# Problem requirements
Output the number of lines in the material below containing "that" and nothing more.

□ □ □ □ □ □ □

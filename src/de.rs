use std::error::Error as StdError;
use std::fmt;
use std::iter::Peekable;
use std::num::{ParseFloatError, ParseIntError};
use std::slice;
use std::str::ParseBoolError;

use serde::de::value::StrDeserializer;
use serde::de::{
    Deserialize, DeserializeSeed, Deserializer, Error as SerdeError,
    IntoDeserializer, SeqAccess, Visitor,
};

/// Deserialize a row of fields into `D`.
///
/// Fields are consumed in column order, so tuples, tuple structs and
/// structs map position by position. A `Vec` (or any sequence) consumes
/// every remaining field. Fields left over after `D` is complete are
/// ignored.
pub fn deserialize_row<'de, D: Deserialize<'de>>(
    row: &'de [String],
) -> Result<D, DeserializeError> {
    let mut de = RowDeserializer { it: row.iter().peekable(), field: 0 };
    D::deserialize(&mut de)
}

struct RowDeserializer<'r> {
    it: Peekable<slice::Iter<'r, String>>,
    /// The number of fields consumed so far.
    field: u64,
}

impl<'r> RowDeserializer<'r> {
    fn next_field(&mut self) -> Result<&'r str, DeserializeError> {
        match self.it.next() {
            None => Err(self.error(DeserializeErrorKind::UnexpectedEndOfRow)),
            Some(field) => {
                self.field += 1;
                Ok(field)
            }
        }
    }

    fn peek_field(&mut self) -> Option<&'r str> {
        self.it.peek().map(|f| f.as_str())
    }

    /// An error about the field most recently consumed.
    fn error(&self, kind: DeserializeErrorKind) -> DeserializeError {
        DeserializeError { field: Some(self.field.saturating_sub(1)), kind }
    }

    fn infer<'de, V: Visitor<'de>>(
        &mut self,
        visitor: V,
    ) -> Result<V::Value, DeserializeError>
    where
        'r: 'de,
    {
        let field = self.next_field()?;
        if let Ok(b) = field.parse::<bool>() {
            visitor.visit_bool(b)
        } else if let Ok(n) = field.parse::<u64>() {
            visitor.visit_u64(n)
        } else if let Ok(n) = field.parse::<i64>() {
            visitor.visit_i64(n)
        } else if let Ok(n) = field.parse::<f64>() {
            visitor.visit_f64(n)
        } else {
            visitor.visit_borrowed_str(field)
        }
    }
}

macro_rules! deserialize_parse {
    ($method:ident, $visit:ident, $ty:ty) => {
        fn $method<V: Visitor<'de>>(
            self,
            visitor: V,
        ) -> Result<V::Value, Self::Error> {
            let field = self.next_field()?;
            match field.trim().parse::<$ty>() {
                Ok(value) => visitor.$visit(value),
                Err(err) => Err(self.error(err.into())),
            }
        }
    };
}

impl<'a, 'de: 'a> Deserializer<'de> for &'a mut RowDeserializer<'de> {
    type Error = DeserializeError;

    fn deserialize_any<V: Visitor<'de>>(
        self,
        visitor: V,
    ) -> Result<V::Value, Self::Error> {
        self.infer(visitor)
    }

    deserialize_parse!(deserialize_bool, visit_bool, bool);
    deserialize_parse!(deserialize_i8, visit_i8, i8);
    deserialize_parse!(deserialize_i16, visit_i16, i16);
    deserialize_parse!(deserialize_i32, visit_i32, i32);
    deserialize_parse!(deserialize_i64, visit_i64, i64);
    deserialize_parse!(deserialize_u8, visit_u8, u8);
    deserialize_parse!(deserialize_u16, visit_u16, u16);
    deserialize_parse!(deserialize_u32, visit_u32, u32);
    deserialize_parse!(deserialize_u64, visit_u64, u64);
    deserialize_parse!(deserialize_f32, visit_f32, f32);
    deserialize_parse!(deserialize_f64, visit_f64, f64);

    fn deserialize_char<V: Visitor<'de>>(
        self,
        visitor: V,
    ) -> Result<V::Value, Self::Error> {
        let field = self.next_field()?;
        let mut chars = field.chars();
        match (chars.next(), chars.next()) {
            (Some(c), None) => visitor.visit_char(c),
            _ => Err(self.error(DeserializeErrorKind::ParseChar(
                field.to_string(),
            ))),
        }
    }

    fn deserialize_str<V: Visitor<'de>>(
        self,
        visitor: V,
    ) -> Result<V::Value, Self::Error> {
        visitor.visit_borrowed_str(self.next_field()?)
    }

    fn deserialize_string<V: Visitor<'de>>(
        self,
        visitor: V,
    ) -> Result<V::Value, Self::Error> {
        self.deserialize_str(visitor)
    }

    fn deserialize_bytes<V: Visitor<'de>>(
        self,
        visitor: V,
    ) -> Result<V::Value, Self::Error> {
        visitor.visit_borrowed_bytes(self.next_field()?.as_bytes())
    }

    fn deserialize_byte_buf<V: Visitor<'de>>(
        self,
        visitor: V,
    ) -> Result<V::Value, Self::Error> {
        self.deserialize_bytes(visitor)
    }

    fn deserialize_option<V: Visitor<'de>>(
        self,
        visitor: V,
    ) -> Result<V::Value, Self::Error> {
        match self.peek_field() {
            None => visitor.visit_none(),
            Some("") => {
                self.next_field()?;
                visitor.visit_none()
            }
            Some(_) => visitor.visit_some(self),
        }
    }

    fn deserialize_unit<V: Visitor<'de>>(
        self,
        visitor: V,
    ) -> Result<V::Value, Self::Error> {
        self.next_field()?;
        visitor.visit_unit()
    }

    fn deserialize_unit_struct<V: Visitor<'de>>(
        self,
        _name: &'static str,
        visitor: V,
    ) -> Result<V::Value, Self::Error> {
        self.deserialize_unit(visitor)
    }

    fn deserialize_newtype_struct<V: Visitor<'de>>(
        self,
        _name: &'static str,
        visitor: V,
    ) -> Result<V::Value, Self::Error> {
        visitor.visit_newtype_struct(self)
    }

    fn deserialize_seq<V: Visitor<'de>>(
        self,
        visitor: V,
    ) -> Result<V::Value, Self::Error> {
        visitor.visit_seq(self)
    }

    fn deserialize_tuple<V: Visitor<'de>>(
        self,
        _len: usize,
        visitor: V,
    ) -> Result<V::Value, Self::Error> {
        visitor.visit_seq(self)
    }

    fn deserialize_tuple_struct<V: Visitor<'de>>(
        self,
        _name: &'static str,
        _len: usize,
        visitor: V,
    ) -> Result<V::Value, Self::Error> {
        visitor.visit_seq(self)
    }

    fn deserialize_map<V: Visitor<'de>>(
        self,
        _visitor: V,
    ) -> Result<V::Value, Self::Error> {
        Err(DeserializeError {
            field: None,
            kind: DeserializeErrorKind::Unsupported("map"),
        })
    }

    fn deserialize_struct<V: Visitor<'de>>(
        self,
        _name: &'static str,
        _fields: &'static [&'static str],
        visitor: V,
    ) -> Result<V::Value, Self::Error> {
        visitor.visit_seq(self)
    }

    fn deserialize_enum<V: Visitor<'de>>(
        self,
        _name: &'static str,
        _variants: &'static [&'static str],
        visitor: V,
    ) -> Result<V::Value, Self::Error> {
        let field = self.next_field()?;
        let variant: StrDeserializer<'_, DeserializeError> =
            field.into_deserializer();
        visitor.visit_enum(variant)
    }

    fn deserialize_identifier<V: Visitor<'de>>(
        self,
        visitor: V,
    ) -> Result<V::Value, Self::Error> {
        self.deserialize_str(visitor)
    }

    fn deserialize_ignored_any<V: Visitor<'de>>(
        self,
        visitor: V,
    ) -> Result<V::Value, Self::Error> {
        self.next_field()?;
        visitor.visit_unit()
    }
}

impl<'a, 'de: 'a> SeqAccess<'de> for &'a mut RowDeserializer<'de> {
    type Error = DeserializeError;

    fn next_element_seed<T: DeserializeSeed<'de>>(
        &mut self,
        seed: T,
    ) -> Result<Option<T::Value>, Self::Error> {
        if self.peek_field().is_none() {
            return Ok(None);
        }
        seed.deserialize(&mut **self).map(Some)
    }

    fn size_hint(&self) -> Option<usize> {
        Some(self.it.len())
    }
}

/// An error that occurs when deserializing a row.
#[derive(Clone, Debug, Eq, PartialEq)]
pub struct DeserializeError {
    field: Option<u64>,
    kind: DeserializeErrorKind,
}

/// The type of a deserialization error.
#[derive(Clone, Debug, Eq, PartialEq, thiserror::Error)]
pub enum DeserializeErrorKind {
    /// A general error message from a `Deserialize` implementation.
    #[error("{0}")]
    Message(String),
    /// The requested type cannot be built from a row of fields.
    #[error("unsupported type: {0}")]
    Unsupported(&'static str),
    /// The row ran out of fields.
    #[error("expected another field, but the row ended")]
    UnexpectedEndOfRow,
    /// A field was not `true` or `false`.
    #[error("{0}")]
    ParseBool(#[from] ParseBoolError),
    /// A field was not an integer of the requested type.
    #[error("{0}")]
    ParseInt(#[from] ParseIntError),
    /// A field was not a float.
    #[error("{0}")]
    ParseFloat(#[from] ParseFloatError),
    /// A field was not a single character.
    #[error("expected a single character but got {0:?}")]
    ParseChar(String),
}

impl DeserializeError {
    /// The index of the field that failed, if known.
    pub fn field(&self) -> Option<u64> {
        self.field
    }

    /// What went wrong.
    pub fn kind(&self) -> &DeserializeErrorKind {
        &self.kind
    }
}

impl SerdeError for DeserializeError {
    fn custom<T: fmt::Display>(msg: T) -> DeserializeError {
        DeserializeError {
            field: None,
            kind: DeserializeErrorKind::Message(msg.to_string()),
        }
    }
}

impl StdError for DeserializeError {
    fn source(&self) -> Option<&(dyn StdError + 'static)> {
        self.kind.source()
    }
}

impl fmt::Display for DeserializeError {
    fn fmt(&self, f: &mut fmt::Formatter) -> fmt::Result {
        match self.field {
            None => write!(f, "{}", self.kind),
            Some(field) => write!(f, "field {}: {}", field, self.kind),
        }
    }
}

#[cfg(test)]
mod tests {
    use serde::Deserialize;

    use super::{deserialize_row, DeserializeError, DeserializeErrorKind};

    fn row(fields: &[&str]) -> Vec<String> {
        fields.iter().map(|f| f.to_string()).collect()
    }

    fn de<'de, D: Deserialize<'de>>(
        row: &'de [String],
    ) -> Result<D, DeserializeError> {
        deserialize_row(row)
    }

    #[derive(Debug, Deserialize, PartialEq)]
    struct City {
        name: String,
        population: Option<u64>,
        coastal: bool,
    }

    #[derive(Debug, Deserialize, PartialEq)]
    enum Kind {
        Small,
        Large,
    }

    #[derive(Debug, Deserialize, PartialEq)]
    struct Id(u32);

    #[test]
    fn tuple() {
        let r = row(&["1", " 2 ", "x", "1.5"]);
        let got: (i32, u8, char, f64) = de(&r).unwrap();
        assert_eq!((1, 2, 'x', 1.5), got);
    }

    #[test]
    fn structs_by_position() {
        let r = row(&["Boston", "", "true"]);
        let got: City = de(&r).unwrap();
        assert_eq!(
            City { name: "Boston".into(), population: None, coastal: true },
            got
        );

        let r = row(&["Kyiv", "2884000", "false"]);
        let got: City = de(&r).unwrap();
        assert_eq!(Some(2884000), got.population);
    }

    #[test]
    fn vec_takes_the_rest() {
        let r = row(&["a", "1", "2", "3"]);
        let got: (String, Vec<i64>) = de(&r).unwrap();
        assert_eq!(("a".to_string(), vec![1, 2, 3]), got);
    }

    #[test]
    fn unit_enum_and_newtype() {
        let r = row(&["Large", "7"]);
        let got: (Kind, Id) = de(&r).unwrap();
        assert_eq!((Kind::Large, Id(7)), got);

        let r = row(&["Medium"]);
        assert!(de::<(Kind,)>(&r).is_err());
    }

    #[test]
    fn bad_integer_reports_field() {
        let r = row(&["1", "two"]);
        let err = de::<(u8, u8)>(&r).unwrap_err();
        assert_eq!(Some(1), err.field());
        match *err.kind() {
            DeserializeErrorKind::ParseInt(_) => {}
            ref kind => panic!("unexpected error kind: {:?}", kind),
        }
        assert!(err.to_string().starts_with("field 1: "));
    }

    #[test]
    fn short_row() {
        let r = row(&["1"]);
        assert!(de::<(u8, u8)>(&r).is_err());
    }

    #[test]
    fn bad_bool_and_char() {
        let r = row(&["yes"]);
        match *de::<(bool,)>(&r).unwrap_err().kind() {
            DeserializeErrorKind::ParseBool(_) => {}
            ref kind => panic!("unexpected error kind: {:?}", kind),
        }
        let r = row(&["ab"]);
        assert_eq!(
            DeserializeErrorKind::ParseChar("ab".to_string()),
            *de::<(char,)>(&r).unwrap_err().kind()
        );
    }

    #[test]
    fn maps_are_unsupported() {
        use std::collections::HashMap;

        let r = row(&["a"]);
        let err = de::<HashMap<String, String>>(&r).unwrap_err();
        assert_eq!(DeserializeErrorKind::Unsupported("map"), *err.kind());
    }
}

□ □ □ □ □ □ □

# Expected output
2